During his visit to Australia from 19-21 November 2018, Zerbo met with high-level officials in Canberra, including Acting Secretary for Foreign Affairs, Tony Sheehan, where they discussed various approaches to forward entry into force of the Treaty.

The Executive Secretary  delivered the 2018 John Gee Memorial Lecture at the Australian National University, with opening remarks from ANU Chancellor and Former Foreign Minister Gareth Evans. The lecture focused on preserving and promoting multilateralism to address 21st century challenges. 

Operations Center, Geoscience Australia

DFAT Acting Secretary, Tony Sheehan, with ES Zerbo

Former Australian Foreign Minister Gareth Evans with ES Zerbo

CTBT in Focus: the South Pacific

Ambassadors and technical experts from eight South Pacific countries came together in Melbourne on 21 November 2018 to attend a CTBTO workshop, hosted at the Australian Radiation Protection and Nuclear Safety Agency (ARPANSA) on the Comprehensive Nuclear-Test-Ban Treaty. The workshop focused on enhancing knowledge of the political and technical aspects of the CTBT and its verification system, and the use of its nuclear monitoring technologies and data for civil and scientific applications.

The use of CTBT data to advance science and safety, especially for Tsunami warning, was particularly important in the region, the workshop heard.

Esline Garaebiti, Geo-Hazard Manager, Vanuatu

“The CTBT gives everyone a whistle.

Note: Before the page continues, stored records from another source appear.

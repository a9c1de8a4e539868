//! In-memory uid → granted permissions table.

use parking_lot::RwLock;
use shared_types::{Permission, Uid};
use std::collections::{HashMap, HashSet};
use tracing::debug;

use crate::ports::PermissionChecker;

/// Permission grants kept in memory.
#[derive(Debug, Default)]
pub struct InMemoryPermissionChecker {
    grants: RwLock<HashMap<Uid, HashSet<Permission>>>,
}

impl InMemoryPermissionChecker {
    pub fn new() -> Self {
        Self {
            grants: RwLock::new(HashMap::new()),
        }
    }

    pub fn grant(&self, uid: Uid, permission: Permission) {
        debug!("[sc] Granting {} to uid {}", permission, uid);
        self.grants.write().entry(uid).or_default().insert(permission);
    }

    /// Returns false if the permission was not granted.
    pub fn revoke(&self, uid: Uid, permission: &Permission) -> bool {
        debug!("[sc] Revoking {} from uid {}", permission, uid);
        self.grants
            .write()
            .get_mut(&uid)
            .is_some_and(|granted| granted.remove(permission))
    }
}

impl PermissionChecker for InMemoryPermissionChecker {
    fn has_permission(&self, uid: Uid, permission: &Permission) -> bool {
        self.grants
            .read()
            .get(&uid)
            .is_some_and(|granted| granted.contains(permission))
    }
}
//! # Adapters Layer
//!
//! Implementations of the outbound ports.
//!
//! - `InMemoryPackageManager`, `InMemoryPermissionChecker`: runtime-mutable
//!   platform tables
//! - `AllowAllGuard`, `DenyAllGuard`: fixed-answer guards for tests and tools

pub mod package_manager;
pub mod permission_checker;
pub mod static_guards;

pub use package_manager::InMemoryPackageManager;
pub use permission_checker::InMemoryPermissionChecker;
pub use static_guards::{AllowAllGuard, DenyAllGuard};
//! # IPC Payloads
//!
//! Requests and replies for the two Safety Center operations.
//!
//! The package and user fields name whose data is addressed. They are
//! claims, checked against the envelope's uid before use.

use serde::{Deserialize, Serialize};
use shared_types::{CallingIdentity, Uid, UserId};

use crate::domain::{SafetyCenterErrorPayload, SafetySourceData};

// ============================================================
// ENVELOPE
// ============================================================

/// A request as delivered by the transport.
#[derive(Debug, Clone, PartialEq, Eq, Serialize, Deserialize)]
pub struct CallerEnvelope<T> {
    /// Uid of the calling process, as reported by the transport.
    pub calling_uid: Uid,
    /// Pid of the calling process, for logs only.
    pub calling_pid: u32,
    pub payload: T,
}

impl<T> CallerEnvelope<T> {
    pub fn new(caller: CallingIdentity, payload: T) -> Self {
        Self {
            calling_uid: caller.uid,
            calling_pid: caller.pid,
            payload,
        }
    }

    pub fn caller(&self) -> CallingIdentity {
        CallingIdentity::new(self.calling_uid, self.calling_pid)
    }
}

// ============================================================
// INCOMING REQUESTS
// ============================================================

/// Submit the latest data for one safety source.
///
/// The source id is `data.id`; there is no separate source id field.
#[derive(Debug, Clone, PartialEq, Eq, Serialize, Deserialize)]
pub struct SendSafetyCenterUpdatePayload {
    pub package_name: String,
    pub user_id: UserId,
    pub data: SafetySourceData,
}

/// Read back the latest data for one safety source.
#[derive(Debug, Clone, PartialEq, Eq, Serialize, Deserialize)]
pub struct GetLastSafetyCenterUpdatePayload {
    pub package_name: String,
    pub user_id: UserId,
    pub source_id: String,
}

/// Any request the stub accepts.
#[derive(Debug, Clone, PartialEq, Eq, Serialize, Deserialize)]
#[serde(tag = "type")]
pub enum SafetyCenterRequest {
    SendSafetyCenterUpdate(SendSafetyCenterUpdatePayload),
    GetLastSafetyCenterUpdate(GetLastSafetyCenterUpdatePayload),
}

// ============================================================
// OUTGOING REPLIES
// ============================================================

/// Reply to `GetLastSafetyCenterUpdatePayload`.
///
/// `data: None` means no data was ever submitted. Rejections are carried
/// as errors, never as `None`.
#[derive(Debug, Clone, PartialEq, Eq, Serialize, Deserialize)]
pub struct GetLastSafetyCenterUpdateResponse {
    pub data: Option<SafetySourceData>,
}

/// Reply to any [`SafetyCenterRequest`].
#[derive(Debug, Clone, PartialEq, Eq, Serialize, Deserialize)]
#[serde(tag = "type")]
pub enum SafetyCenterReply {
    /// The update was stored.
    Updated,
    LastUpdate(GetLastSafetyCenterUpdateResponse),
    Error(SafetyCenterErrorPayload),
}

impl SafetyCenterReply {
    pub fn is_error(&self) -> bool {
        matches!(self, Self::Error(_))
    }
}
//! # Inbound Ports (Driving Ports)
//!
//! Public API exposed by the Safety Center.

use shared_types::{CallingIdentity, UserId};

use crate::domain::{SafetyCenterError, SafetySourceData};

/// Primary API for the Safety Center.
///
/// Both operations authorize `caller` before touching any stored data. A
/// rejected call has no effect.
///
/// Implementations must be thread-safe (`Send + Sync`).
pub trait SafetyCenterApi: Send + Sync {
    /// Store `data` as the latest report from `package_name` for `user_id`.
    ///
    /// The report is filed under the source id embedded in `data`. Any
    /// earlier report for the same package, user and source id is replaced.
    ///
    /// ## Errors
    ///
    /// - `Err(Security)`: package not owned by the caller, cross-user access
    ///   without permission, or missing submit permission
    fn send_safety_center_update(
        &self,
        caller: &CallingIdentity,
        package_name: &str,
        user_id: UserId,
        data: SafetySourceData,
    ) -> Result<(), SafetyCenterError>;

    /// Read back the latest report `package_name` submitted for `user_id`
    /// under `source_id`.
    ///
    /// ## Returns
    ///
    /// - `Ok(Some(data))`: the last report written for that key
    /// - `Ok(None)`: nothing was ever written for that key
    /// - `Err(Security)`: same rejections as `send_safety_center_update`
    fn get_last_safety_center_update(
        &self,
        caller: &CallingIdentity,
        package_name: &str,
        user_id: UserId,
        source_id: &str,
    ) -> Result<Option<SafetySourceData>, SafetyCenterError>;
}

All data from the global monitoring network are available for all State Signatures,”

Presentations included those by Esline Garaebiti, Geo-Hazard Manager, Vanuatu, Katie Pogi, Senior Scientific Officer, Samoa, and CTBTO IMS coordinator David Jepsen; with opening remarks by ARPANSA CEO, Carl-Magnus Larson, and CTBTO Head Lassina Zerbo.

Zerbo, who is from Burkina Faso, said that coming from a developing country he recognised the challenges and importance of building long term sustainability in the region. “The need for training and capacity building is essential". He also stressed the need to provide broader understanding when partnering with international organisations and regional neighbours working on non-proliferation issues with South Pacific nations.

Executive Secretary visit to New Zealand

During his visit to New Zealand from 22-23 November 2018, Zerbo met with high-level officials and scientific experts in Wellington and Christchurch. This included talks with New Zealand Ambassador for Disarmament, Dell Higgie, and Bernadette Cavanagh, Deputy Secretary Multilateral and Legal Affairs, Ministry of Foreign Affairs and Trade, on their common pursuit of the CTBT’s entry into force and a world free from nuclear weapons. He held discussions with two of New Zealand’s Crown Research Institutes – GNS Science and the Institute of Environmental Science and Research, both who operate IMS facilities, on their fundamental science objectives and the role that they can play in collaboration with the CTBTO in strengthening capacity in the Southwest Pacific.

Discussions with NZ MFAT

In an interview with Radio New Zealand “Nine to Noon” host, Kathryn Ryan, Zerbo spoke about nuclear testing and developments on the Korean Peninsula and elsewhere. 

The Executive Secretary delivered a public address at New Zealand Institute of International Affairs in Wellington, with opening remarks from former Governor General of New Zealand Sir Anad Satyanand.  The lecture focused on advancing nuclear disarmament through the CTBT: a verifiable and enforceable prohibition on nuclear testing, 60 years in the making.

While in Christchurch, he toured the “Red Zone”, an area of the city centre that had been cordoned off following the February 2011 earthquake that caused widespread damage across Christchurch.